Records from a collection:
[Start of Attachment]
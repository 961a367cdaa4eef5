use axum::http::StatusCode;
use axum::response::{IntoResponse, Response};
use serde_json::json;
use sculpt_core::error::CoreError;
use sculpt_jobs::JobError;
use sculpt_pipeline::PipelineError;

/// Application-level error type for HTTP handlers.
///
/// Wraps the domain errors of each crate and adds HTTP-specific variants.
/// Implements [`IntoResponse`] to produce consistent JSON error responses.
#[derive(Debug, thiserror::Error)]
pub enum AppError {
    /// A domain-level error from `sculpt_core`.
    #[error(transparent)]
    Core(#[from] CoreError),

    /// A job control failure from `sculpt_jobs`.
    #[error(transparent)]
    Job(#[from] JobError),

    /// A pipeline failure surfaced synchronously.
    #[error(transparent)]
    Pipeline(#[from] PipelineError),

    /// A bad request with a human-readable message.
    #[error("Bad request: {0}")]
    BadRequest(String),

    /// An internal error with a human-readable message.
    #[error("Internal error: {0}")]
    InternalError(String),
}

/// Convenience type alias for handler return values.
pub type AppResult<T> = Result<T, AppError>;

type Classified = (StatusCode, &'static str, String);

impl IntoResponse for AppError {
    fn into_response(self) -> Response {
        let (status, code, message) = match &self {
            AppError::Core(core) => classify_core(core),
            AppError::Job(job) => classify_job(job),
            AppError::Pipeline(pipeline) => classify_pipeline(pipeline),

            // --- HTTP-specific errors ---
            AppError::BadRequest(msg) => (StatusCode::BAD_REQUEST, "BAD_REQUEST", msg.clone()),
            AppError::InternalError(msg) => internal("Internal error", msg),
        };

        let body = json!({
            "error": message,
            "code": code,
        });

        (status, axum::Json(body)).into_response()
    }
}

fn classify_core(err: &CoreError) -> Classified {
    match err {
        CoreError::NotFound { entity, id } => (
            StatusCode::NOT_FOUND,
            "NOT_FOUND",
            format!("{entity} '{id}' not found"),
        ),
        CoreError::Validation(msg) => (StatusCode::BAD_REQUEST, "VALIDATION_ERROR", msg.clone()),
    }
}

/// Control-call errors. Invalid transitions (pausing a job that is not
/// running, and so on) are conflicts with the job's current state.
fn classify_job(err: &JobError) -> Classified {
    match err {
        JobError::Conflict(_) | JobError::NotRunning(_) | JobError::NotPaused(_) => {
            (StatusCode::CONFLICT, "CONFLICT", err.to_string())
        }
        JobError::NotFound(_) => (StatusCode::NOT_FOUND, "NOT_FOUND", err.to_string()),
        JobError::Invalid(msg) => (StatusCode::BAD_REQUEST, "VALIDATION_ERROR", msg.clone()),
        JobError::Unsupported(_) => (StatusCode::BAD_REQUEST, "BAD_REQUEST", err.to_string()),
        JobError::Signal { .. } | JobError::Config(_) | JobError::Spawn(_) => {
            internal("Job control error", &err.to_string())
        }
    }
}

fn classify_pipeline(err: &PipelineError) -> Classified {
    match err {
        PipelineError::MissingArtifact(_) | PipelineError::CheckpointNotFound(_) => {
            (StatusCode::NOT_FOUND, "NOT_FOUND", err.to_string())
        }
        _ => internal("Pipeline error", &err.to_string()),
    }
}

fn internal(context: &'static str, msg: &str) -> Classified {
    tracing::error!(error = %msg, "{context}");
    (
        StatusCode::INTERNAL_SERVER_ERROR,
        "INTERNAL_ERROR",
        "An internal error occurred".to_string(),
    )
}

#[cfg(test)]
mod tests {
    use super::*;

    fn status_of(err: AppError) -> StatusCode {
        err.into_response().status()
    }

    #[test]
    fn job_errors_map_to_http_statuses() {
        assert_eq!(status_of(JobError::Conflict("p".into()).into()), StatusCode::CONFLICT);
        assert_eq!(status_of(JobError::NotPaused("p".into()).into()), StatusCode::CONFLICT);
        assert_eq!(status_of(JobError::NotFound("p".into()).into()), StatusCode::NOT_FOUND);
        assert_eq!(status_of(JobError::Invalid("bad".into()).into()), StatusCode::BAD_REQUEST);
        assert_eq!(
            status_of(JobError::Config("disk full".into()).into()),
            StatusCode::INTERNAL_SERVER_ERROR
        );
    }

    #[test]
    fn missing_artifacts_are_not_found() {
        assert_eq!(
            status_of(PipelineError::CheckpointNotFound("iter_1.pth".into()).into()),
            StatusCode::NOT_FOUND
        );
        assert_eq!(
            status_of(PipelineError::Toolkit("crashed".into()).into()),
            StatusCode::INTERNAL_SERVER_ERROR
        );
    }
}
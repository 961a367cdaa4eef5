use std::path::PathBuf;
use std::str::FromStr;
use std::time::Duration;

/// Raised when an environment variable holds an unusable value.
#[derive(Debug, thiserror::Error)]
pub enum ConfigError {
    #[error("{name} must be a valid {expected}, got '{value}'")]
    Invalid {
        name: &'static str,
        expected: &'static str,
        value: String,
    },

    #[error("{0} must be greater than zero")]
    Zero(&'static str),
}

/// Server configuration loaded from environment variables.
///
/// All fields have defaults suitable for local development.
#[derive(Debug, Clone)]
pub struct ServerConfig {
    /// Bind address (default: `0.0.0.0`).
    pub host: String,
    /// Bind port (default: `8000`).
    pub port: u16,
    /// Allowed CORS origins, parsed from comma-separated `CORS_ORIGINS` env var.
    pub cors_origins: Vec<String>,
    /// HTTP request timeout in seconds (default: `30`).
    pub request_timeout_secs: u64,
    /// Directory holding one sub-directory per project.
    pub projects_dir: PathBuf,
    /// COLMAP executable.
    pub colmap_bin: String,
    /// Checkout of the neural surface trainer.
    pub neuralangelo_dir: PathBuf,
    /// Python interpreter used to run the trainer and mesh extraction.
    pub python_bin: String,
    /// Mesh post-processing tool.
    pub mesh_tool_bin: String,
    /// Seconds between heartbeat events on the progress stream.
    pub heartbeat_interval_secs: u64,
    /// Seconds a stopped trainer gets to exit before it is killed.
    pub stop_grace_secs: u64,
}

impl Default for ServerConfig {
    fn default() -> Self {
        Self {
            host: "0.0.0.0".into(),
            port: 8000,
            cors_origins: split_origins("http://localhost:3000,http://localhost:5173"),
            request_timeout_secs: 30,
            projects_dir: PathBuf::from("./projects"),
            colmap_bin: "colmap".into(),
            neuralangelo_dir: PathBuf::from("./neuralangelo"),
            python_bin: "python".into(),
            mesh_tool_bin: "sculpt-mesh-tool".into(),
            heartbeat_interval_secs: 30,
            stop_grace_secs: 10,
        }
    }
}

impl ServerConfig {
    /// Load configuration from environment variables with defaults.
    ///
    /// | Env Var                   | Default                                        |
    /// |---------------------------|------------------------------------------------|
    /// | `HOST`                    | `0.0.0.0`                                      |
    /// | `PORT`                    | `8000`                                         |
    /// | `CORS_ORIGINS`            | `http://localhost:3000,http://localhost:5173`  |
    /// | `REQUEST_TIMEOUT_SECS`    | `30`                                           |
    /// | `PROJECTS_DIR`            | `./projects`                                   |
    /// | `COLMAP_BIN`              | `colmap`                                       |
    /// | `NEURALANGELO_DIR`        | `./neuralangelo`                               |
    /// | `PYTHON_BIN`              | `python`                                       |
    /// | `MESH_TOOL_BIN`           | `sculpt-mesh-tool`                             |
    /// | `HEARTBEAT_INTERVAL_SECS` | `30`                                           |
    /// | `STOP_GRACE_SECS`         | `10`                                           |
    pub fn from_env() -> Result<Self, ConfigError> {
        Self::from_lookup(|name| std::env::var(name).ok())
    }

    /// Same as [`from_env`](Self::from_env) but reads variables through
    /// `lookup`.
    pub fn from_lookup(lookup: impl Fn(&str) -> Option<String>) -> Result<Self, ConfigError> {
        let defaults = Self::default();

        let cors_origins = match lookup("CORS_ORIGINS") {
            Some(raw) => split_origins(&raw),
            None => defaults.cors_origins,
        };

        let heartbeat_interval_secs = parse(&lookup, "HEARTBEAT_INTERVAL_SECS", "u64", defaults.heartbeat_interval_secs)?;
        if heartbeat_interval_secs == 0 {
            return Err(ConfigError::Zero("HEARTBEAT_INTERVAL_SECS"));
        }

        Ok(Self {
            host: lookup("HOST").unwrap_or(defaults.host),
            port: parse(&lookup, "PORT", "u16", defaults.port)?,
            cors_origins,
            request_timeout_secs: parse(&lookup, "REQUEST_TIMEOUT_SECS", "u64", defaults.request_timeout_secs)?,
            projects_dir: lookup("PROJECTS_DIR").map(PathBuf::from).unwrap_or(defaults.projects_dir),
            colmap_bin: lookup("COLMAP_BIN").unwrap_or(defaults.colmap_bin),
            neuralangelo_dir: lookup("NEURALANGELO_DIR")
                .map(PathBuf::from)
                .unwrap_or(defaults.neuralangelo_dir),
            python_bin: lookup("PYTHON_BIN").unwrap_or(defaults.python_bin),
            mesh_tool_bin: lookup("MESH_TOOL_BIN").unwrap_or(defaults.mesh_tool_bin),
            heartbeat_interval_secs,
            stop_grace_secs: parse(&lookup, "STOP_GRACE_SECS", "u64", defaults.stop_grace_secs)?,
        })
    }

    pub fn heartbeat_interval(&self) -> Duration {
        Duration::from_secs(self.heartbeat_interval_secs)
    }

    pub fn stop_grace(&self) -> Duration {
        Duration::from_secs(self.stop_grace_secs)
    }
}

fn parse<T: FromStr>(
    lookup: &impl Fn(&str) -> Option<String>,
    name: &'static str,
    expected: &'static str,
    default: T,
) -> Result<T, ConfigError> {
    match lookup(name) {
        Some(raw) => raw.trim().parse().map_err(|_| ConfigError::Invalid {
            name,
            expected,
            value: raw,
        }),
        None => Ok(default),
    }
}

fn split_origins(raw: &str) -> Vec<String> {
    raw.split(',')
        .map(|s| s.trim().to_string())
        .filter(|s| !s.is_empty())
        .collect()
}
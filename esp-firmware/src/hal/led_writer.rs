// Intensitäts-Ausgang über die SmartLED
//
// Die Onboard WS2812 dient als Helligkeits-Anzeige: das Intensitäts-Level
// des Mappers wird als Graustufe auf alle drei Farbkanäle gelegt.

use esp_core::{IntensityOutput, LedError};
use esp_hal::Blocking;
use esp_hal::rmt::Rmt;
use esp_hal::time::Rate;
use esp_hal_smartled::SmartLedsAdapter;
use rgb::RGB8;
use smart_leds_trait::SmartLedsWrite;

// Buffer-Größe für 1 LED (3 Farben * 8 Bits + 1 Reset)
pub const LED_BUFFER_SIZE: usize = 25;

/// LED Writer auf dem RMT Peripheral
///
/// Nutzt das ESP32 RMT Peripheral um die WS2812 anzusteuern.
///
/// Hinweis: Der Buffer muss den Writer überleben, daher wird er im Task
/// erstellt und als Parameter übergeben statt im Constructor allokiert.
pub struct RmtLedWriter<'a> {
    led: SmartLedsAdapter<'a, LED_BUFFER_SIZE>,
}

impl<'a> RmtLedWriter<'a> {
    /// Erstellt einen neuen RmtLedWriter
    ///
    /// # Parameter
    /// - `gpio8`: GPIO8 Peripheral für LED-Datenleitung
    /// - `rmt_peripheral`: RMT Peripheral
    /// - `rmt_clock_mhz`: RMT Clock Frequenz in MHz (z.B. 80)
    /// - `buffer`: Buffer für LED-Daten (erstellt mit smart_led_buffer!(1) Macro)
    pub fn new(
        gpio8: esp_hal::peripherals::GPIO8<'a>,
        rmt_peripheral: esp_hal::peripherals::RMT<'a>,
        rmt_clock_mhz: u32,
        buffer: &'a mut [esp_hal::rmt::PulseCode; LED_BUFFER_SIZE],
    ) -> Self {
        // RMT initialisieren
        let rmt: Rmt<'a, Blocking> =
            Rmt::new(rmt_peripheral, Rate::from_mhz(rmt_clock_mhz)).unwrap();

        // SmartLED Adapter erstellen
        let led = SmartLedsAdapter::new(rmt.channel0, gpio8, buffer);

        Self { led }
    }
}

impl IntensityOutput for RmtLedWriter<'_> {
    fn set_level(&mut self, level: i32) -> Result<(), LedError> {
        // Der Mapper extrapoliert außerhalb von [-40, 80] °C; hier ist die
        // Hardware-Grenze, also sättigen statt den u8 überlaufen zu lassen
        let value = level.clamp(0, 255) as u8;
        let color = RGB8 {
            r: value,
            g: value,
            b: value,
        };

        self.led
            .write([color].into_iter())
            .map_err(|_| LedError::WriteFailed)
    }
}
[End of Attachment]
» **ACTIVITY**: The answer must consist of every line from the records above that holds "with".

» **RESULT BELOW**:
    /// A bad request with a human-readable message.
    /// An internal error with a human-readable message.
/// running, and so on) are conflicts with the job's current state.
    /// Load configuration from environment variables with defaults.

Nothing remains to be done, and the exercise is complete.